BOSCO CERTIFICATO - Il legname proveniente da un bosco certificato, viene poi trasformato: le aziende possono richiedere la «Catena di custodia», una certificazione di tracciabilità del legno Pefc. In Italia sono 370 le aziende certificate, e vanno dal mobilio agli imballaggi, dai parquet alla carta, dall’edilizia alla carpenteria, dall’editoria ai giochi. Il marchio Pefc garantisce ai consumatori che l’origine del legno e della cellulosa, è legale e sostenibile. Così, comprando fazzoletti di carta, risme per la stampante, infissi per le finestre, mobili o pavimenti, si può scegliere che tipo di consumatore essere.

FOREST SKILL - E visto che dal rapporto uomo-bosco dipende la salvezza dell’ambiente e dunque la nostra -perché sono gli alberi che proteggono il territorio da disastri idrogeologici e filtrano l’aria migliorandone la qualità - alle foreste e alla loro conservazione è dedicato il concorso Forest Skill, che ha per scopo l’individuazione di idee innovative che valorizzino il patrimonio e vadano nella direzione di creare occupazione nell’ambito ambientale, che in quindici anni ha registrato un incremento nel comparto agro-forestale del 35,8 %, in quello turistico del 14% e nel segmento controllo e disinquinamento dell’8,4%. Organizzato dalla Fondazione italiana Accenture, dal Collegio delle Università milanesi e da IdeaTRE60, Forest Skill è aperto ai progetti più vari: dalla produzione di beni al recupero idrogeologico; dal miglioramento della qualità dell’aria alla valorizzazione della funzione rifugio per la fauna selvatica; dalla salvaguardia e conservazione di specie a rischio al recupero di frammenti di bosco. «Il concorso Forest Skill», conclude Bruno Ambrosini, segretario generale della Fondazione italiana Accenture, offre grandi opportunità ai giovani.
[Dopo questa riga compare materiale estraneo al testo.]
//! The optimizer contract — the only wire-level boundary in the system.
//!
//! The optimizer is an external decision service: given pending orders and
//! the available roster it returns proposed order → driver pairings.  Its
//! algorithm is out of scope; only this request/response contract is ours.
//! All response content is validated by the coordinator before use.

use async_trait::async_trait;
use serde::{Deserialize, Serialize};

use dispatch_core::{DriverId, OrderId, PlanePoint};

use crate::OptimizerResult;

// ── Wire types ────────────────────────────────────────────────────────────────

/// One deliverable order, as the optimizer sees it.
#[derive(Clone, Debug, Serialize, Deserialize)]
pub struct OrderSummary {
    pub id: OrderId,
    pub customer: String,
    pub created_unix_ms: i64,
}

/// One available driver, as the optimizer sees it.
#[derive(Clone, Debug, Serialize, Deserialize)]
pub struct DriverSummary {
    pub id: DriverId,
    pub name: String,
    pub position: PlanePoint,
}

/// The full input for one dispatch cycle.
///
/// `orders` is oldest-first (the ledger's fairness order); `drivers` is in
/// roster order.  The optimizer may rely on neither — it returns explicit
/// pairs.
#[derive(Clone, Debug, Serialize, Deserialize)]
pub struct OptimizerRequest {
    pub orders: Vec<OrderSummary>,
    pub drivers: Vec<DriverSummary>,
}

/// One proposed pairing.  Ephemeral — consumed by the coordinator within the
/// cycle that requested it and never stored.
#[derive(Copy, Clone, Debug, PartialEq, Eq, Serialize, Deserialize)]
pub struct AssignmentPair {
    pub order_id: OrderId,
    pub driver_id: DriverId,
}

// ── Optimizer trait ───────────────────────────────────────────────────────────

/// The external pairing service.
///
/// Implementations may return zero, some, or all possible pairs; they must
/// not invent ids absent from the request (the coordinator drops such pairs
/// defensively, so a buggy optimizer degrades to fewer assignments, never to
/// corruption).  `propose` is the system's only suspension point besides the
/// tick timer.
#[async_trait]
pub trait Optimizer: Send + Sync {
    async fn propose(&self, request: OptimizerRequest) -> OptimizerResult<Vec<AssignmentPair>>;
}

// ── FifoOptimizer ─────────────────────────────────────────────────────────────

/// In-process reference optimizer: zips oldest orders with drivers in roster
/// order, one order per driver.
///
/// Exists for demos and tests — the production optimizer is an external
/// service behind the same trait.
pub struct FifoOptimizer;

#[async_trait]
impl Optimizer for FifoOptimizer {
    async fn propose(&self, request: OptimizerRequest) -> OptimizerResult<Vec<AssignmentPair>> {
        Ok(request
            .orders
            .iter()
            .zip(&request.drivers)
            .map(|(o, d)| AssignmentPair {
                order_id: o.id,
                driver_id: d.id,
            })
            .collect())
    }
}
Secondo l’Isfol (Istituto per lo sviluppo e la formazione professionale dei lavoratori) tra il 1993 e il 2008 gli occupati del settore ambientale sono passati da 263.900 a 372.100, e per i prossimi anni le stime parlano di un raddoppio. «L’ambiente è un ambito sul quale investire competenze, innovazione, risorse e talenti per creare nuove professioni e rivalutare quelle esistenti».